In our studies on fibronectin, difference in binding to type I collagen and type IV collagen was observed and analysed. Four different fragments, which consist of I-6-II1-II2-I-7-I-8-I-9, I-6-II1-II2-I-7, I-6-II1-II2, and I-8-I-9 within the collagen binding domain, have been isolated from proteolytic digests of fibronectin. The N-terminal fragments of the collagen binding domain showed the binding affinity to both of type I and type IV collagens. On the other hand, the C-terminal portion of the domain, I-8-I-9, only bound to type I collagen. The newly developed monoclonal antibody FN 40, which recognizes type I-9 homology repeat of the collagen binding domain, inhibited the binding of fibronectin to type I collagen in a dose-dependent manner.
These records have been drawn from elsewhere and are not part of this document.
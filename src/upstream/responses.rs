//! Typed shapes of the analytics API responses.
//!
//! Only the fields the exporter reads are strict; everything else is optional
//! and unknown keys are ignored, so upstream additions never break decoding.

use std::collections::BTreeMap;

use chrono::{DateTime, FixedOffset};
use serde::{Deserialize, Deserializer};

/// Treats an explicit JSON `null` the same as a missing key.
fn null_as_default<'de, D, T>(deserializer: D) -> Result<T, D::Error>
where
    D: Deserializer<'de>,
    T: Default + Deserialize<'de>,
{
    Ok(Option::<T>::deserialize(deserializer)?.unwrap_or_default())
}

// ─── Shared pieces ───────────────────────────────────────────────

/// Which numeric field of a `metrics` object to read.
#[derive(Debug, Clone, Copy, PartialEq, Eq, clap::ValueEnum)]
pub enum MetricField {
    RealtimeRequests,
    RealtimeTraffic,
}

impl MetricField {
    /// Name used both in the `metrics=` query parameter and in the response.
    pub fn as_str(self) -> &'static str {
        match self {
            Self::RealtimeRequests => "realtimeRequests",
            Self::RealtimeTraffic => "realtimeTraffic",
        }
    }
}

#[derive(Debug, Clone, Copy, Default, PartialEq, Deserialize)]
#[serde(rename_all = "camelCase")]
pub struct MetricValues {
    #[serde(default, deserialize_with = "null_as_default")]
    pub realtime_requests: f64,
    #[serde(default, deserialize_with = "null_as_default")]
    pub realtime_traffic: f64,
}

impl MetricValues {
    pub fn get(&self, field: MetricField) -> f64 {
        match field {
            MetricField::RealtimeRequests => self.realtime_requests,
            MetricField::RealtimeTraffic => self.realtime_traffic,
        }
    }
}

#[derive(Debug, Clone, Default, Deserialize)]
#[serde(rename_all = "camelCase")]
pub struct Filters {
    pub config_id: Option<u64>,
    pub model_name: Option<String>,
}

/// Echo of the request parameters. `groupBy` comes back either as plain
/// strings or as ad hoc objects depending on the endpoint, so it stays raw.
#[derive(Debug, Clone, Default, Deserialize)]
#[serde(rename_all = "camelCase")]
pub struct QueryEcho {
    #[serde(default, deserialize_with = "null_as_default")]
    pub metrics: Vec<String>,
    pub filters: Option<Filters>,
    #[serde(default, deserialize_with = "null_as_default")]
    pub group_by: Vec<serde_json::Value>,
    pub date: Option<String>,
    pub start: Option<String>,
    pub end: Option<String>,
    pub interval: Option<u32>,
    pub model_name: Option<String>,
}

// ─── top100 / httpstatuses ───────────────────────────────────────

#[derive(Debug, Clone, Default, Deserialize)]
pub struct Category {
    #[serde(default, deserialize_with = "null_as_default")]
    pub name: String,
    #[serde(default, deserialize_with = "null_as_default")]
    pub metrics: MetricValues,
}

/// Flat category list returned by the analytical endpoints.
#[derive(Debug, Clone, Default, Deserialize)]
#[serde(rename_all = "camelCase")]
pub struct CategoriesResponse {
    #[serde(default, deserialize_with = "null_as_default")]
    pub query: QueryEcho,
    pub categories: Option<Vec<Category>>,
    pub model_name: Option<String>,
}

// ─── timeline/configs ────────────────────────────────────────────

/// Valid HTTP status codes. Anything else coming back in `groupedBy` is
/// treated as an absent key.
const HTTP_STATUS_RANGE: std::ops::RangeInclusive<i64> = 100..=599;

#[derive(Debug, Clone, Default, Deserialize)]
#[serde(rename_all = "camelCase")]
pub struct GroupedBy {
    /// Kept signed so negative or oversized codes still decode.
    pub http_status: Option<i64>,
}

impl GroupedBy {
    /// The grouping status, if it is a real HTTP status code.
    pub fn status_code(&self) -> Option<i64> {
        self.http_status.filter(|s| HTTP_STATUS_RANGE.contains(s))
    }
}

#[derive(Debug, Clone, Default, Deserialize)]
#[serde(rename_all = "camelCase")]
pub struct TimelineValue {
    #[serde(default, deserialize_with = "null_as_default")]
    pub grouped_by: GroupedBy,
    #[serde(default, deserialize_with = "null_as_default")]
    pub metrics: MetricValues,
}

#[derive(Debug, Clone, Default, Deserialize)]
pub struct TimelineSeries {
    pub timestamp: Option<DateTime<FixedOffset>>,
    #[serde(default, deserialize_with = "null_as_default")]
    pub values: Vec<TimelineValue>,
}

#[derive(Debug, Clone, Copy, Default, PartialEq, Deserialize)]
pub struct SummaryStats {
    #[serde(default, deserialize_with = "null_as_default")]
    pub min: f64,
    #[serde(default, deserialize_with = "null_as_default")]
    pub max: f64,
    #[serde(default, deserialize_with = "null_as_default")]
    pub avg: f64,
}

/// Per-field aggregates; a field is `None` unless it was requested.
#[derive(Debug, Clone, Default, Deserialize)]
#[serde(rename_all = "camelCase")]
pub struct SummaryMetrics {
    pub realtime_requests: Option<SummaryStats>,
    pub realtime_traffic: Option<SummaryStats>,
}

impl SummaryMetrics {
    pub fn get(&self, field: MetricField) -> Option<SummaryStats> {
        match field {
            MetricField::RealtimeRequests => self.realtime_requests,
            MetricField::RealtimeTraffic => self.realtime_traffic,
        }
    }
}

/// Aggregate over the whole window for one group.
#[derive(Debug, Clone, Default, Deserialize)]
#[serde(rename_all = "camelCase")]
pub struct TimelineSummary {
    #[serde(default, deserialize_with = "null_as_default")]
    pub grouped_by: GroupedBy,
    #[serde(default, deserialize_with = "null_as_default")]
    pub metrics: SummaryMetrics,
}

/// Time series grouped by a dimension, one point per `interval` seconds.
#[derive(Debug, Clone, Default, Deserialize)]
#[serde(rename_all = "camelCase")]
pub struct TimelineReport {
    #[serde(default, deserialize_with = "null_as_default")]
    pub query: QueryEcho,
    /// dimension → code → human readable description
    #[serde(default, deserialize_with = "null_as_default")]
    pub grouped_by_values_description: BTreeMap<String, BTreeMap<String, String>>,
    pub data: Option<Vec<TimelineSeries>>,
    #[serde(default, deserialize_with = "null_as_default")]
    pub summary: Vec<TimelineSummary>,
    pub model_name: Option<String>,
}

impl TimelineReport {
    pub fn describe_status(&self, status: i64) -> Option<&str> {
        self.grouped_by_values_description
            .get("httpStatus")?
            .get(&status.to_string())
            .map(String::as_str)
    }
}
Three overlapping fragments, I-6-II1-II2-I-7, I-6-II1-II2-I-7-I-9, and I-7-I-8-I-9, which have been expressed in Escherichia coli, showed the similar binding affinity to type IV collagen, whereas the fragment containing type I-9 repeat (I-7-I-8-I-9) showed the significantly stronger binding activity to type I collagen. In addition, the expressed fragment lacking I-9 competitively inhibited the binding of fibronectin to type IV collagen. In contrast, the interference of this fragment to type I collagen binding activity of fibronectin was not significant. These data indicate that the collagen binding domain contains at least 2 sites for interaction with each type of collagen and that type I-9 repeat is important for type I collagen binding, whereas I-7 is for type IV collagen binding. Chemical modification studies revealed that the three-dimensional structure of fibronectin is more important for type I collagen binding.